EXERCISE. Repeat exactly, and only, the lines below starting at the line that contains "#[derive(Debug, Error)]" and ending at the line that contains "pub trait Store: Send", inclusive of both.

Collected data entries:

*** Begin section ***

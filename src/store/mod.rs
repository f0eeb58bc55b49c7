//! Storage seam for the scheduling core.
//!
//! Every mutation goes through a [`UnitOfWork`]: `Store::begin` acquires the locks
//! for a [`LockScope`], writes are staged on the unit, and `commit` makes them
//! durable and visible together. Dropping a unit without committing rolls it back
//! and releases its locks.

pub mod compactor;
pub mod memory;

use async_trait::async_trait;
use thiserror::Error;
use ulid::Ulid;

use crate::model::*;

pub use memory::MemoryStore;

/// Failures worth retrying: the same unit of work may succeed on a fresh attempt.
#[derive(Debug, Clone, Copy, PartialEq, Eq, Error)]
pub enum TransientError {
    #[error("serialization failure")]
    SerializationFailure,
    #[error("deadlock detected")]
    Deadlock,
    #[error("timed out")]
    Timeout,
}

impl TransientError {
    pub fn as_str(self) -> &'static str {
        match self {
            TransientError::SerializationFailure => "serialization_failure",
            TransientError::Deadlock => "deadlock",
            TransientError::Timeout => "timeout",
        }
    }
}

#[derive(Debug, Error)]
pub enum StoreError {
    #[error(transparent)]
    Transient(#[from] TransientError),
    #[error("not found: {0}")]
    NotFound(Ulid),
    #[error("already exists: {0}")]
    AlreadyExists(Ulid),
    #[error("persistence failure: {0}")]
    Persistence(String),
}

impl StoreError {
    pub fn is_transient(&self) -> bool {
        matches!(self, StoreError::Transient(_))
    }
}

impl From<std::io::Error> for StoreError {
    fn from(e: std::io::Error) -> Self {
        StoreError::Persistence(e.to_string())
    }
}

/// What a unit of work locks. A table scope also locks the owning tenant
/// (always table first, then tenant).
#[derive(Debug, Clone, Copy, PartialEq, Eq)]
pub enum LockScope {
    Table(TableId),
    Tenant(TenantId),
}

#[async_trait]
pub trait Store: Send + Sync {
    async fn begin<'a>(&'a self, scope: LockScope) -> Result<Box<dyn UnitOfWork + 'a>, StoreError>;

    /// Register a tenant with fresh usage counters. Fails with `AlreadyExists`.
    async fn insert_tenant(&self, tenant: TenantRecord, usage: TenantUsage) -> Result<(), StoreError>;

    async fn tenant(&self, id: TenantId) -> Result<Option<TenantRecord>, StoreError>;

    async fn usage(&self, id: TenantId) -> Result<Option<TenantUsage>, StoreError>;

    async fn table(&self, id: TableId) -> Result<Option<Table>, StoreError>;

    /// Tables of a tenant, sorted by id.
    async fn tables_for_tenant(&self, tenant_id: TenantId) -> Result<Vec<Table>, StoreError>;

    /// Reservations of any status on a table whose span overlaps `window`, sorted by start.
    async fn reservations(&self, table_id: TableId, window: Span) -> Result<Vec<Reservation>, StoreError>;

    async fn table_for_reservation(&self, id: ReservationId) -> Result<Option<TableId>, StoreError>;
}

#[async_trait]
pub trait UnitOfWork: Send {
    /// Committed tenant record, read under the tenant lock.
    fn tenant(&self) -> &TenantRecord;

    /// Committed usage counters, read under the tenant lock.
    fn usage(&self) -> &TenantUsage;

    /// The locked table, for table scopes.
    fn table(&self) -> Option<&Table>;

    /// Active reservations on the locked table overlapping `window`.
    fn active_reservations(&self, window: &Span) -> Vec<Reservation>;

    fn reservation(&self, id: ReservationId) -> Option<&Reservation>;

    fn insert_reservation(&mut self, reservation: Reservation) -> Result<(), StoreError>;

    fn set_reservation_status(
        &mut self,
        id: ReservationId,
        status: ReservationStatus,
        at: Ms,
    ) -> Result<(), StoreError>;

    fn save_table(&mut self, table: Table) -> Result<(), StoreError>;

    fn save_tenant(&mut self, tenant: TenantRecord) -> Result<(), StoreError>;

    fn record_usage(
        &mut self,
        resource: QuotaResource,
        amount: u64,
        period: Period,
    ) -> Result<(), StoreError>;

    async fn commit(self: Box<Self>) -> Result<(), StoreError>;

    /// Discard staged writes and release locks. Dropping the unit does the same.
    fn rollback(self: Box<Self>);
}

*** End section ***

RESPONSE BELOW.
#[derive(Debug, Error)]
pub enum StoreError {
    #[error(transparent)]
    Transient(#[from] TransientError),
    #[error("not found: {0}")]
    NotFound(Ulid),
    #[error("already exists: {0}")]
    AlreadyExists(Ulid),
    #[error("persistence failure: {0}")]
    Persistence(String),
}

impl StoreError {
    pub fn is_transient(&self) -> bool {
        matches!(self, StoreError::Transient(_))
    }
}

impl From<std::io::Error> for StoreError {
    fn from(e: std::io::Error) -> Self {
        StoreError::Persistence(e.to_string())
    }
}

/// What a unit of work locks. A table scope also locks the owning tenant
/// (always table first, then tenant).
#[derive(Debug, Clone, Copy, PartialEq, Eq)]
pub enum LockScope {
    Table(TableId),
    Tenant(TenantId),
}

#[async_trait]
pub trait Store: Send + Sync {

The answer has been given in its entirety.